Detailed Description

PRIMARY OBJECTIVE:

I. To establish the safety and recommended phase II dose of umbilical cord blood (CB)-derived natural killer (NK) cells preloaded with the bispecific antibody AFM13 (AFM13-NK), followed by intravenous anti-CD30/CD16A monoclonal antibody AFM13 (AFM13) in patients with refractory/relapsed CD30-positive lymphoid malignancies based on incidence of dose limiting toxicities (DLTs) per dose level. (Phase I) II. To assess the activity of umbilical cord blood (CB)-derived natural killer (NK) cells preloaded with the bispecific antibody AFM13 (AFM13- NK), followed by intravenous AFM13 in patients with refractory/relapsed CD30-positive lymphoid malignancies. based on overall response rate (ORR), complete response (CR) rate and partial response (PR) rate. (Phase II)

SECONDARY OBJECTIVES:

I. To evaluate the duration of response. II. To evaluate the event-free survival (EFS) rate. III. To evaluate the overall survival (OS) time. IV. To quantify the persistence of infused donor CB AFM13-NK cells in the recipient.

V. To conduct comprehensive immune reconstitution studies.

OUTLINE: This is a dose-escalation study of AFM13-NK.

Patients receive standard of care fludarabine intravenously (IV) over 1 hour and standard of care cyclophosphamide IV over 30-60 minutes on days -5 to -3, AFM13-NK IV over 4 hours on day 0, and then AFM13 IV over 4 hours on days 7, 14, and 21.

After completion of study treatment, patients are followed up at 28 days, 8 weeks, 100 and 180 days and then every 3-6 months for 2 years.

Study Type

Interventional

Enrollment (Estimated)

30

Phase

  • Phase 2
  • Phase 1

Contacts and Locations

This section provides the contact details for those conducting the study, and information on where this study is being conducted.

Study Contact

Study Locations

    • Texas
      • Houston, Texas, United States, 77030
        • M D Anderson Cancer Center

Participation Criteria

Researchers look for people who fit a certain description, called eligibility criteria.

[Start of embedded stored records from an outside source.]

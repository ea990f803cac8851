//! Dispatch ports — how a claimed step's prompt actually gets executed
//! (spec §4.5).

use async_trait::async_trait;
use std::time::Duration;

use crate::domain::errors::DomainResult;
use crate::domain::models::AgentConfig;

#[derive(Debug, Clone, PartialEq, Eq)]
pub enum DispatchStatus {
    Completed,
    Failed,
}

#[derive(Debug, Clone)]
pub struct DispatchOutcome {
    pub status: DispatchStatus,
    pub text: String,
}

/// Runs a step's generated prompt against whatever executes work on an
/// agent's behalf: a CLI subprocess, a chat-completion model, or (in tests)
/// a canned simulator.
#[async_trait]
pub trait StepDispatcher: Send + Sync {
    async fn dispatch(
        &self,
        step_id: uuid::Uuid,
        prompt: &str,
        timeout: Duration,
        agent_config: Option<&AgentConfig>,
    ) -> DomainResult<DispatchOutcome>;
}

/// A narrower, conversational dispatch contract used by chat-completion
/// backed agents and by interactive CLI flows (spec §4.5 "Chat dispatch").
#[async_trait]
pub trait ChatDispatcher: Send + Sync {
    async fn send(&self, prompt: &str, agent_config: Option<&AgentConfig>) -> DomainResult<String>;

    /// Whether this dispatcher's backend is currently reachable, without
    /// spending a full completion (used by startup health checks).
    async fn available(&self) -> bool;
}
mod loader;
mod types;

pub use loader::{ConfigError, ConfigLoader};
pub use types::{AppConfig, BoardConfig, DispatcherConfig, LoggingConfig};
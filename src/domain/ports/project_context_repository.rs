//! ProjectContext repository port.

use async_trait::async_trait;
use uuid::Uuid;

use crate::domain::errors::DomainResult;
use crate::domain::models::ProjectContext;

#[async_trait]
pub trait ProjectContextRepository: Send + Sync {
    /// Upsert on `(project_id, category, key)` conflict, replacing content
    /// and source refs.
    async fn upsert(&self, context: &ProjectContext) -> DomainResult<()>;

    /// Most recent entries for a project, newest first, capped at `limit`
    /// (used by the worker prompt template, spec §4.4 step 3).
    async fn list_recent(&self, project_id: Uuid, limit: i64) -> DomainResult<Vec<ProjectContext>>;
}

Some examples of these criteria are a person's general health condition or prior treatments.

Eligibility Criteria

Ages Eligible for Study

15 years to 75 years (Child, Adult, Older Adult)

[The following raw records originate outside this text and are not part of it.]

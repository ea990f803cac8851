//! Project repository port.

use async_trait::async_trait;
use uuid::Uuid;

use crate::domain::errors::DomainResult;
use crate::domain::models::{Project, ProjectStatus};

#[derive(Debug, Clone, Default)]
pub struct ProjectFilter {
    pub status: Option<ProjectStatus>,
}

#[async_trait]
pub trait ProjectRepository: Send + Sync {
    async fn create(&self, project: &Project) -> DomainResult<()>;
    async fn get(&self, id: Uuid) -> DomainResult<Option<Project>>;
    async fn get_by_slug(&self, slug: &str) -> DomainResult<Option<Project>>;
    async fn update(&self, project: &Project) -> DomainResult<()>;
    async fn list(&self, filter: ProjectFilter) -> DomainResult<Vec<Project>>;
}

Accepts Healthy Volunteers

No

Description

Inclusion Criteria:

  • Patients with a diagnosis of relapsed or refractory classical Hodgkin lymphoma (HL), anaplastic large cell lymphoma (ALCL), peripheral T-cell lymphoma not otherwise specified (PTCL-NOS), mycosis fungoides (MF), or B-cell non-Hodgkin lymphoma with a pre-enrollment tumor biopsy positive for CD30 by immunohistochemistry at >= 1%. Patients with HL, ALCL and MF must be refractory or intolerant to brentuximab vedotin.
  • Karnofsky performance status >= 60%.
  • Absolute neutrophil count >= 500/mm^3
  • Platelet count >= 50,000/mm^3
  • Serum creatinine clearance >= 50 ml/min, estimated using the Cockcroft-Gault equation.
  • Alanine aminotransferase (ALT) and/or aspartate aminotransferase (AST) =< 3 x upper limit of normal (ULN).
  • Bilirubin =< 2 x ULN.
  • Alkaline phosphatase (ALP) =< 2 x ULN.
  • Forced expiratory volume in 1 second (FEV1) >= 50%
  • Forced vital capacity (FVC) >= 50%
  • Carbon monoxide diffusing capability test (DLCO) (corrected for hemoglobin [Hgb]) >= 50%
  • Left ventricular ejection fraction >= 40%.
  • No uncontrolled arrhythmias or symptomatic cardiac disease.
  • If female of child-bearing potential, must not be pregnant or be breastfeeding and required to have a negative urine or serum pregnancy test within 3 days prior to the first dose of study drug.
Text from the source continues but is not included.